5.4 One clinical area in which CSO has historically invested significant funds to develop capacity is Primary Care. From the Research Practice Scheme (1996 to 2004) to the Scottish School of Primary Care (2000 to 2010) and the Primary Care Research Career Awards (2003 to present). The Primary Care Research Career Award enabled some of the most successful researchers whose talents were originally nurtured through the Research Practice Scheme to acquire further research experience and training, and indeed some have gone on to obtain professional appointments. Demand for this scheme has dropped over recent years and the scheme has not run in the last "two" due to lack of interest. Ensuring that research is both developed and carried out in the primary care setting of NHSScotland is still a relevant aim and CSO will therefore consider whether to maintain this scheme in its present form.

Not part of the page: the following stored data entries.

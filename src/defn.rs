//!
//! Retained normalised CRS definition
//!
//! [`Defn`] keeps the surface-level parameters a projection was built
//! from, after normalisation to canonical keys. The transform pipeline
//! never reads it; it exists for the serializers, for the EPSG guess and
//! for the bit-exact identity short-circuit (two projections with equal
//! definitions transform as a no-op).
//!
//! Angular values are stored in decimal degrees, exactly as they appear
//! in a projstring, so that definitions re-emit faithfully.
//!
use crate::errors::Result;
use crate::parameters::ParamList;

#[derive(Debug, Clone, Default, PartialEq)]
pub struct Defn {
    /// Canonical lowercase projection name
    pub proj: String,

    // Ellipsoid choice
    pub ellps: Option<String>,
    pub a: Option<f64>,
    pub b: Option<f64>,
    pub rf: Option<f64>,
    pub r: Option<f64>,

    // Datum reference
    pub datum: Option<String>,
    pub towgs84: Option<Vec<f64>>,
    pub nadgrids: Option<String>,
    pub pm: Option<String>,

    // Units and axis
    pub units: Option<String>,
    pub to_meter: Option<f64>,
    pub axis: Option<String>,

    // Angular parameters (decimal degrees)
    pub lat_0: Option<f64>,
    pub lat_1: Option<f64>,
    pub lat_2: Option<f64>,
    pub lat_ts: Option<f64>,
    pub lon_0: Option<f64>,
    pub lonc: Option<f64>,
    pub alpha: Option<f64>,
    pub gamma: Option<f64>,

    // Scale and offsets
    pub k_0: Option<f64>,
    pub x_0: Option<f64>,
    pub y_0: Option<f64>,

    // UTM
    pub zone: Option<i32>,
    pub south: bool,

    // Flags
    pub over: bool,
    pub r_a: bool,
    pub sphere: bool,
    pub no_defs: bool,
}

impl Defn {
    pub(crate) fn from_params(params: &ParamList) -> Result<Self> {
        let angular = |name: &str| -> Result<Option<f64>> { params.try_value::<f64>(name) };

        Ok(Self {
            proj: params
                .try_value::<&str>("proj")?
                .unwrap_or("")
                .to_ascii_lowercase(),
            ellps: params.try_value::<&str>("ellps")?.map(str::to_string),
            a: params.try_value::<f64>("a")?,
            b: params.try_value::<f64>("b")?,
            rf: params.try_value::<f64>("rf")?,
            r: params.try_value::<f64>("R")?,
            datum: params.try_value::<&str>("datum")?.map(str::to_string),
            towgs84: params
                .try_value::<&str>("towgs84")?
                .map(|s| {
                    s.split(',')
                        .map(|v| {
                            v.trim().parse::<f64>().map_err(|_| {
                                crate::errors::Error::InvalidToWGS84String
                            })
                        })
                        .collect::<Result<Vec<f64>>>()
                })
                .transpose()?,
            nadgrids: params.try_value::<&str>("nadgrids")?.map(str::to_string),
            pm: params.try_value::<&str>("pm")?.map(str::to_string),
            units: params.try_value::<&str>("units")?.map(str::to_string),
            to_meter: params.try_value::<f64>("to_meter")?,
            axis: params.try_value::<&str>("axis")?.map(str::to_string),
            lat_0: angular("lat_0")?,
            lat_1: angular("lat_1")?,
            lat_2: angular("lat_2")?,
            lat_ts: angular("lat_ts")?,
            lon_0: angular("lon_0")?,
            lonc: angular("lonc")?,
            alpha: angular("alpha")?,
            gamma: angular("gamma")?.or(angular("rectified_grid_angle")?),
            k_0: params
                .try_value::<f64>("k_0")?
                .or(params.try_value::<f64>("k")?),
            x_0: params.try_value::<f64>("x_0")?,
            y_0: params.try_value::<f64>("y_0")?,
            zone: params.try_value::<i32>("zone")?,
            south: params.check_option("south")?,
            over: params.check_option("over")?,
            r_a: params.check_option("R_A")?,
            sphere: params.check_option("sphere")?,
            no_defs: params.check_option("no_defs")?,
        })
    }

    /// True when the definition describes a geographic (unprojected) CRS
    pub fn is_geographic(&self) -> bool {
        matches!(self.proj.as_str(), "longlat" | "latlong" | "latlon" | "lonlat")
    }
}

#[cfg(test)]
mod tests {
    use super::*;
    use crate::projstring;

    #[test]
    fn defn_collects_parameters() {
        let params = projstring::parse(
            "+proj=utm +zone=32 +ellps=GRS80 +towgs84=0,0,0 +units=m +no_defs",
        )
        .unwrap();
        let defn = Defn::from_params(&params).unwrap();
        assert_eq!(defn.proj, "utm");
        assert_eq!(defn.zone, Some(32));
        assert_eq!(defn.ellps.as_deref(), Some("GRS80"));
        assert_eq!(defn.towgs84.as_deref(), Some(&[0., 0., 0.][..]));
        assert!(defn.no_defs);
        assert!(!defn.south);
    }

    #[test]
    fn defn_equality_is_exact() {
        let parse = |s| Defn::from_params(&projstring::parse(s).unwrap()).unwrap();
        let a = parse("+proj=merc +lon_0=10 +ellps=WGS84");
        let b = parse("+proj=merc +lon_0=10 +ellps=WGS84");
        let c = parse("+proj=merc +lon_0=11 +ellps=WGS84");
        assert_eq!(a, b);
        assert_ne!(a, c);
    }
}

Question 16: Is the Primary Care Research Career Award scheme suitably focused to attract suitable high quality applicants? If not, what would a revised focus be?

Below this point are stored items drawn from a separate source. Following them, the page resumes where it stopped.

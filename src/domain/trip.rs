//! Trip data model for vehicle paths through the camera network

use crate::domain::types::{serialize_timestamp, CameraId, ScanEvent};
use chrono::NaiveDateTime;
use serde::Serialize;

/// A maximal run of one vehicle's scans with no inter-scan gap above the
/// configured threshold.
///
/// `durations[i]` is the time in minutes from `route[i]` to `route[i + 1]`,
/// so `durations.len() == route.len() - 1` and `directions.len() == route.len()`.
#[derive(Debug, Clone, PartialEq, Serialize)]
pub struct Trip {
    pub plate: String,
    pub route: Vec<CameraId>,
    pub durations: Vec<f64>,
    #[serde(serialize_with = "serialize_timestamp")]
    pub entry: NaiveDateTime,
    #[serde(serialize_with = "serialize_timestamp")]
    pub exit: NaiveDateTime,
    pub directions: Vec<String>,
}

impl Trip {
    /// Open a trip seeded with its first scan.
    ///
    /// # Example
    ///
    /// ```
    /// use alpr_trips::domain::trip::Trip;
    /// use alpr_trips::domain::types::{parse_timestamp, ScanEvent};
    ///
    /// let ts = parse_timestamp("2024-03-01 08:00:00").unwrap();
    /// let trip = Trip::open(&ScanEvent::new("ABC123", "1", ts, "N"));
    /// assert_eq!(trip.route.len(), 1);
    /// assert!(trip.durations.is_empty());
    /// assert_eq!(trip.entry, trip.exit);
    /// ```
    pub fn open(event: &ScanEvent) -> Self {
        Self {
            plate: event.plate.clone(),
            route: vec![event.camera.clone()],
            durations: Vec::new(),
            entry: event.timestamp,
            exit: event.timestamp,
            directions: vec![event.direction.clone()],
        }
    }

    /// Append a scan reached `gap_minutes` after the previous one
    pub fn extend(&mut self, event: &ScanEvent, gap_minutes: f64) {
        self.durations.push(gap_minutes);
        self.route.push(event.camera.clone());
        self.directions.push(event.direction.clone());
        self.exit = event.timestamp;
    }

    /// Number of observed scans
    pub fn len(&self) -> usize {
        self.route.len()
    }

    pub fn is_empty(&self) -> bool {
        self.route.is_empty()
    }

    /// Total elapsed minutes across all legs
    pub fn total_minutes(&self) -> f64 {
        self.durations.iter().sum()
    }
}

/// A trip whose route and durations have been rewritten with inferred
/// intermediate waypoints. Plate, timestamps and directions are carried over
/// from the observed trip; `directions` stays aligned with the observed scans.
#[derive(Debug, Clone, PartialEq, Serialize)]
pub struct RefinedTrip {
    pub plate: String,
    pub route: Vec<CameraId>,
    pub durations: Vec<f64>,
    #[serde(serialize_with = "serialize_timestamp")]
    pub entry: NaiveDateTime,
    #[serde(serialize_with = "serialize_timestamp")]
    pub exit: NaiveDateTime,
    pub directions: Vec<String>,
}

impl RefinedTrip {
    /// Total elapsed minutes across all legs
    pub fn total_minutes(&self) -> f64 {
        self.durations.iter().sum()
    }
}

impl From<Trip> for RefinedTrip {
    fn from(trip: Trip) -> Self {
        Self {
            plate: trip.plate,
            route: trip.route,
            durations: trip.durations,
            entry: trip.entry,
            exit: trip.exit,
            directions: trip.directions,
        }
    }
}

/// A refined trip numbered within its plate by entry time
#[derive(Debug, Clone, PartialEq, Serialize)]
pub struct VisitRecord {
    pub visit_index: u32,
    #[serde(flatten)]
    pub trip: RefinedTrip,
}

impl VisitRecord {
    /// Convert to a single-line JSON string
    pub fn to_json(&self) -> String {
        serde_json::to_string(self).unwrap_or_else(|_| "{}".to_string())
    }
}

Clinical Academic Capacity Building

5.5 Clinical academics are a valuable resource for Scotland, and complement the capacity building activity within the NHS. As University employees who spend at least half of their working week delivering and developing clinical services for the NHS, clinical academics undertake research that not only improves Scotland's health and healthcare, but also drives economic growth through the burgeoning Scottish Life Sciences industry. There is currently a risk that carefully nurtured early-career clinical academics may be attracted to long-term career posts outside Scotland.

5.6 In a strategic intervention aimed at retaining clinical academics at the crucial career initiation stage, in 2008 the Scottish Funding Council invested £7.7m in a pathfinder scheme to appoint 19 senior clinical fellows over a five-year period. The objective was to identify, recruit and retain the very best early-career clinical academics in Scotland; to this end universities guaranteed permanent posts for those appointed through a rigorous process. In 2011, following a very positive evaluation of the first three years of appointment to the Scottish Senior Clinical Fellowship (SSCF) scheme, SFC support was confirmed to October 2013 and so allow two further rounds of appointment to this field-leading scheme in 2012 and 2013. A key marker of success has been that of 15 Senior Fellows appointed so far, only one has left Scotland; furthermore, no fewer than six Fellows have already been awarded professorial status by their host university.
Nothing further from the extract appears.